#### Your objective
Would you return the entries below word for word?

#### Excerpted data

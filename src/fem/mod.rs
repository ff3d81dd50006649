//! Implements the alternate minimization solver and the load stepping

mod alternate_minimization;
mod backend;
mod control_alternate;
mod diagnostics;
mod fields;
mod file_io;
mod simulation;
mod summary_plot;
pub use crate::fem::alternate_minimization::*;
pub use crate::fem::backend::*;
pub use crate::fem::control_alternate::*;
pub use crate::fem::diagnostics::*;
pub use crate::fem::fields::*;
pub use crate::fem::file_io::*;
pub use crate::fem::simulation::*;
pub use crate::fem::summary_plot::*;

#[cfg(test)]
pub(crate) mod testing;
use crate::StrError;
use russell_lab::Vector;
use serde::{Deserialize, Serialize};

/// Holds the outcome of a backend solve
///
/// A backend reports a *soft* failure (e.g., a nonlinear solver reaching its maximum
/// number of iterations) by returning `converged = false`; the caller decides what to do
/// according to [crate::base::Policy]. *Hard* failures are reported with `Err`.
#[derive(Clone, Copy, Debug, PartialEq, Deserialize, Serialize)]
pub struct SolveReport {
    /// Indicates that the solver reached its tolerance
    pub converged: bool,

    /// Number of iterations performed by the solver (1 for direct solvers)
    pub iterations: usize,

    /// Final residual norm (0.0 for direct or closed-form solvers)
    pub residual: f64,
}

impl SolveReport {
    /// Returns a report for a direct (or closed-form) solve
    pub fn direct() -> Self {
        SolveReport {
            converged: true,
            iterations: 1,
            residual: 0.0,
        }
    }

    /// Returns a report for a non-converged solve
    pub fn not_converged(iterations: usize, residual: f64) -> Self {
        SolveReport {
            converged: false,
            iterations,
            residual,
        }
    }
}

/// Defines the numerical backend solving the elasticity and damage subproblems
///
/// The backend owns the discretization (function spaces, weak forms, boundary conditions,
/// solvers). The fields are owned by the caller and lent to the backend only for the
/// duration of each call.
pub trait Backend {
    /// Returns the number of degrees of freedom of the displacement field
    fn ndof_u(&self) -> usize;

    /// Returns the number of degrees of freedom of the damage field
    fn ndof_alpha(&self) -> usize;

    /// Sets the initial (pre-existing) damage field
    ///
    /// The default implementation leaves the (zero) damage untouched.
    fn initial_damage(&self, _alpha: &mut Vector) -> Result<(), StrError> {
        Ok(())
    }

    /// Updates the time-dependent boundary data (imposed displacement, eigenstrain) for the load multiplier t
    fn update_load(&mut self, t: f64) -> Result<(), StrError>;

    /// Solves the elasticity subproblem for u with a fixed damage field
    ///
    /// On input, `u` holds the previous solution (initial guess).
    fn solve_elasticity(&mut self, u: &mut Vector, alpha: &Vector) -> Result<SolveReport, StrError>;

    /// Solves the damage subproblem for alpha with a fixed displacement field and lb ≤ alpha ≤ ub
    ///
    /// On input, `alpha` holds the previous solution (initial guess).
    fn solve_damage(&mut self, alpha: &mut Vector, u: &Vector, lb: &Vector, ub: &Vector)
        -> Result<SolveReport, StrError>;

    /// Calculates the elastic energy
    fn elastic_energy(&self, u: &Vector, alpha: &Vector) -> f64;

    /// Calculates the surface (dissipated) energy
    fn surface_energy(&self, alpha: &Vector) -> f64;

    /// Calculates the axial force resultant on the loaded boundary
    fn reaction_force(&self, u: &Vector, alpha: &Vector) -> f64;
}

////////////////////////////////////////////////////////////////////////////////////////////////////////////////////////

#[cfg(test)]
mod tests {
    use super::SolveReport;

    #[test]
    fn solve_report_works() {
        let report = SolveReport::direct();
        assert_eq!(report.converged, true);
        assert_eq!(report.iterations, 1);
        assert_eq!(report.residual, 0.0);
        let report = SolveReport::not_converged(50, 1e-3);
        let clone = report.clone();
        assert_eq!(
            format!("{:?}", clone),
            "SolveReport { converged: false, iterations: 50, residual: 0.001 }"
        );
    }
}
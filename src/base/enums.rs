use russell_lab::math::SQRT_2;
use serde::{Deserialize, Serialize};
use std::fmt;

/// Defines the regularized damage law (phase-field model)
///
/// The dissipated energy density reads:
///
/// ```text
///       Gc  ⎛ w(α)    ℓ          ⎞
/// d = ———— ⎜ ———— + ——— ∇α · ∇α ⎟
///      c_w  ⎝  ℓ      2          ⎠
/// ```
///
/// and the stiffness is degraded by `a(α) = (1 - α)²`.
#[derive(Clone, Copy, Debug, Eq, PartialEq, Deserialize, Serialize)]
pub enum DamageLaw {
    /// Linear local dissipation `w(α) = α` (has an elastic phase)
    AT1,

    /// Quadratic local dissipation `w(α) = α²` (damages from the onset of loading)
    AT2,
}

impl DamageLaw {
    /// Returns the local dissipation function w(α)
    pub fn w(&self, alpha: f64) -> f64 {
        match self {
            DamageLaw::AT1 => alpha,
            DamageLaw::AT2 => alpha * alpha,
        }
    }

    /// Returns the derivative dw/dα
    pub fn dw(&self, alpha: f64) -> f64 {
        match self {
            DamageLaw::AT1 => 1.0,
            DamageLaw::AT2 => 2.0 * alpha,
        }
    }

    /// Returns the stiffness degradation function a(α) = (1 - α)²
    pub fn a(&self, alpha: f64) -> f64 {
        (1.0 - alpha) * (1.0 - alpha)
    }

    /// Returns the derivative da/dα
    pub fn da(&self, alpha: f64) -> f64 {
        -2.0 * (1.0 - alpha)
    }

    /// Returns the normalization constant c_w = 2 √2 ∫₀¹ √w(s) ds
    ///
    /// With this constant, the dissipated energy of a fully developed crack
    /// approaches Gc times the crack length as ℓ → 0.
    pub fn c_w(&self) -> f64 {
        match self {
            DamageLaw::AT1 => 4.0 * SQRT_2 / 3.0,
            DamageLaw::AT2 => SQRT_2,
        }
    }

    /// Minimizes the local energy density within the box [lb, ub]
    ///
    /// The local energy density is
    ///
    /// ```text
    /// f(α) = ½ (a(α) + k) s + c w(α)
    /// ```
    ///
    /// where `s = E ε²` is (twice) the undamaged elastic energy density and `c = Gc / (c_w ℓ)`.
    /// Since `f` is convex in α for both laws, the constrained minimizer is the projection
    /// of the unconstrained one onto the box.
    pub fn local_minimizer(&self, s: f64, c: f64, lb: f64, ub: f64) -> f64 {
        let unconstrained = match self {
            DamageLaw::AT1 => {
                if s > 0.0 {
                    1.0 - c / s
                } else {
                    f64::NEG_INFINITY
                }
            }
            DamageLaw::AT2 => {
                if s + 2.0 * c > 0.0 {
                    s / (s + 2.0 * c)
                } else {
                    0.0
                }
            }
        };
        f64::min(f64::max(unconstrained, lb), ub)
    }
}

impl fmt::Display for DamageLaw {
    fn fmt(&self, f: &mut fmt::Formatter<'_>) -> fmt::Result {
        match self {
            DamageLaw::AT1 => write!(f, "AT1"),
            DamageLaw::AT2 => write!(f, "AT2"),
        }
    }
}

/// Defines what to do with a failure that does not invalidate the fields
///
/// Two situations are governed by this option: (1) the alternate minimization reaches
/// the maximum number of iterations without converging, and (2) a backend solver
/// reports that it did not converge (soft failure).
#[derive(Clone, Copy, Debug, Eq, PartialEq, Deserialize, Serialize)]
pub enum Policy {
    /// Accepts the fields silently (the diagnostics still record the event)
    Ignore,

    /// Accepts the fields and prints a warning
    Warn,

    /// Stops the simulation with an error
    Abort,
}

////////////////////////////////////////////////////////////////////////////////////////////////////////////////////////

#### Reply to the exercise
filename src/fem/mod.rs
repository ff3d81dd50006649
//! Implements the alternate minimization solver and the load stepping

mod alternate_minimization;
mod backend;
mod control_alternate;
mod diagnostics;
mod fields;
mod file_io;
mod simulation;
mod summary_plot;
pub use crate::fem::alternate_minimization::*;
pub use crate::fem::backend::*;
pub use crate::fem::control_alternate::*;
pub use crate::fem::diagnostics::*;
pub use crate::fem::fields::*;
pub use crate::fem::file_io::*;
pub use crate::fem::simulation::*;
pub use crate::fem::summary_plot::*;

#[cfg(test)]
pub(crate) mod testing;
use crate::StrError;
use russell_lab::Vector;
use serde::{Deserialize, Serialize};

/// Holds the outcome of a backend solve
///
/// A backend reports a *soft* failure (e.g., a nonlinear solver reaching its maximum
/// number of iterations) by returning `converged = false`; the caller decides what to do
/// according to [crate::base::Policy]. *Hard* failures are reported with `Err`.
#[derive(Clone, Copy, Debug, PartialEq, Deserialize, Serialize)]
pub struct SolveReport {
    /// Indicates that the solver reached its tolerance
    pub converged: bool,

    /// Number of iterations performed by the solver (1 for direct solvers)
    pub iterations: usize,

    /// Final residual norm (0.0 for direct or closed-form solvers)
    pub residual: f64,
}

impl SolveReport {
    /// Returns a report for a direct (or closed-form) solve
    pub fn direct() -> Self {
        SolveReport {
            converged: true,
            iterations: 1,
            residual: 0.0,
        }
    }

    /// Returns a report for a non-converged solve
    pub fn not_converged(iterations: usize, residual: f64) -> Self {
        SolveReport {
            converged: false,
            iterations,
            residual,
        }
    }
}

/// Defines the numerical backend solving the elasticity and damage subproblems
///
/// The backend owns the discretization (function spaces, weak forms, boundary conditions,
/// solvers). The fields are owned by the caller and lent to the backend only for the
/// duration of each call.
pub trait Backend {
    /// Returns the number of degrees of freedom of the displacement field
    fn ndof_u(&self) -> usize;

    /// Returns the number of degrees of freedom of the damage field
    fn ndof_alpha(&self) -> usize;

    /// Sets the initial (pre-existing) damage field
    ///
    /// The default implementation leaves the (zero) damage untouched.
    fn initial_damage(&self, _alpha: &mut Vector) -> Result<(), StrError> {
        Ok(())
    }

    /// Updates the time-dependent boundary data (imposed displacement, eigenstrain) for the load multiplier t
    fn update_load(&mut self, t: f64) -> Result<(), StrError>;

    /// Solves the elasticity subproblem for u with a fixed damage field
    ///
    /// On input, `u` holds the previous solution (initial guess).
    fn solve_elasticity(&mut self, u: &mut Vector, alpha: &Vector) -> Result<SolveReport, StrError>;

    /// Solves the damage subproblem for alpha with a fixed displacement field and lb ≤ alpha ≤ ub
    ///
    /// On input, `alpha` holds the previous solution (initial guess).
    fn solve_damage(&mut self, alpha: &mut Vector, u: &Vector, lb: &Vector, ub: &Vector)
        -> Result<SolveReport, StrError>;

    /// Calculates the elastic energy
    fn elastic_energy(&self, u: &Vector, alpha: &Vector) -> f64;

    /// Calculates the surface (dissipated) energy
    fn surface_energy(&self, alpha: &Vector) -> f64;

    /// Calculates the axial force resultant on the loaded boundary
    fn reaction_force(&self, u: &Vector, alpha: &Vector) -> f64;
}

////////////////////////////////////////////////////////////////////////////////////////////////////////////////////////

#[cfg(test)]
mod tests {
    use super::SolveReport;

    #[test]
    fn solve_report_works() {
        let report = SolveReport::direct();
        assert_eq!(report.converged, true);
        assert_eq!(report.iterations, 1);
        assert_eq!(report.residual, 0.0);
        let report = SolveReport::not_converged(50, 1e-3);
        let clone = report.clone();
        assert_eq!(
            format!("{:?}", clone),
            "SolveReport { converged: false, iterations: 50, residual: 0.001 }"
        );
    }
}
filename src/base/enums.rs
use russell_lab::math::SQRT_2;
use serde::{Deserialize, Serialize};
use std::fmt;

/// Defines the regularized damage law (phase-field model)
///
/// The dissipated energy density reads:
///
/// ```text
///       Gc  ⎛ w(α)    ℓ          ⎞
/// d = ———— ⎜ ———— + ——— ∇α · ∇α ⎟
///      c_w  ⎝  ℓ      2          ⎠
/// ```
///
/// and the stiffness is degraded by `a(α) = (1 - α)²`.
#[derive(Clone, Copy, Debug, Eq, PartialEq, Deserialize, Serialize)]
pub enum DamageLaw {
    /// Linear local dissipation `w(α) = α` (has an elastic phase)
    AT1,

    /// Quadratic local dissipation `w(α) = α²` (damages from the onset of loading)
    AT2,
}

impl DamageLaw {
    /// Returns the local dissipation function w(α)
    pub fn w(&self, alpha: f64) -> f64 {
        match self {
            DamageLaw::AT1 => alpha,
            DamageLaw::AT2 => alpha * alpha,
        }
    }

    /// Returns the derivative dw/dα
    pub fn dw(&self, alpha: f64) -> f64 {
        match self {
            DamageLaw::AT1 => 1.0,
            DamageLaw::AT2 => 2.0 * alpha,
        }
    }

    /// Returns the stiffness degradation function a(α) = (1 - α)²
    pub fn a(&self, alpha: f64) -> f64 {
        (1.0 - alpha) * (1.0 - alpha)
    }

    /// Returns the derivative da/dα
    pub fn da(&self, alpha: f64) -> f64 {
        -2.0 * (1.0 - alpha)
    }

    /// Returns the normalization constant c_w = 2 √2 ∫₀¹ √w(s) ds
    ///
    /// With this constant, the dissipated energy of a fully developed crack
    /// approaches Gc times the crack length as ℓ → 0.
    pub fn c_w(&self) -> f64 {
        match self {
            DamageLaw::AT1 => 4.0 * SQRT_2 / 3.0,
            DamageLaw::AT2 => SQRT_2,
        }
    }

    /// Minimizes the local energy density within the box [lb, ub]
    ///
    /// The local energy density is
    ///
    /// ```text
    /// f(α) = ½ (a(α) + k) s + c w(α)
    /// ```
    ///
    /// where `s = E ε²` is (twice) the undamaged elastic energy density and `c = Gc / (c_w ℓ)`.
    /// Since `f` is convex in α for both laws, the constrained minimizer is the projection
    /// of the unconstrained one onto the box.
    pub fn local_minimizer(&self, s: f64, c: f64, lb: f64, ub: f64) -> f64 {
        let unconstrained = match self {
            DamageLaw::AT1 => {
                if s > 0.0 {
                    1.0 - c / s
                } else {
                    f64::NEG_INFINITY
                }
            }
            DamageLaw::AT2 => {
                if s + 2.0 * c > 0.0 {
                    s / (s + 2.0 * c)
                } else {
                    0.0
                }
            }
        };
        f64::min(f64::max(unconstrained, lb), ub)
    }
}

impl fmt::Display for DamageLaw {
    fn fmt(&self, f: &mut fmt::Formatter<'_>) -> fmt::Result {
        match self {
            DamageLaw::AT1 => write!(f, "AT1"),
            DamageLaw::AT2 => write!(f, "AT2"),
        }
    }
}

/// Defines what to do with a failure that does not invalidate the fields
///
/// Two situations are governed by this option: (1) the alternate minimization reaches
/// the maximum number of iterations without converging, and (2) a backend solver
/// reports that it did not converge (soft failure).
#[derive(Clone, Copy, Debug, Eq, PartialEq, Deserialize, Serialize)]
pub enum Policy {
    /// Accepts the fields silently (the diagnostics still record the event)
    Ignore,

    /// Accepts the fields and prints a warning
    Warn,

    /// Stops the simulation with an error
    Abort,
}

////////////////////////////////////////////////////////////////////////////////////////////////////////////////////////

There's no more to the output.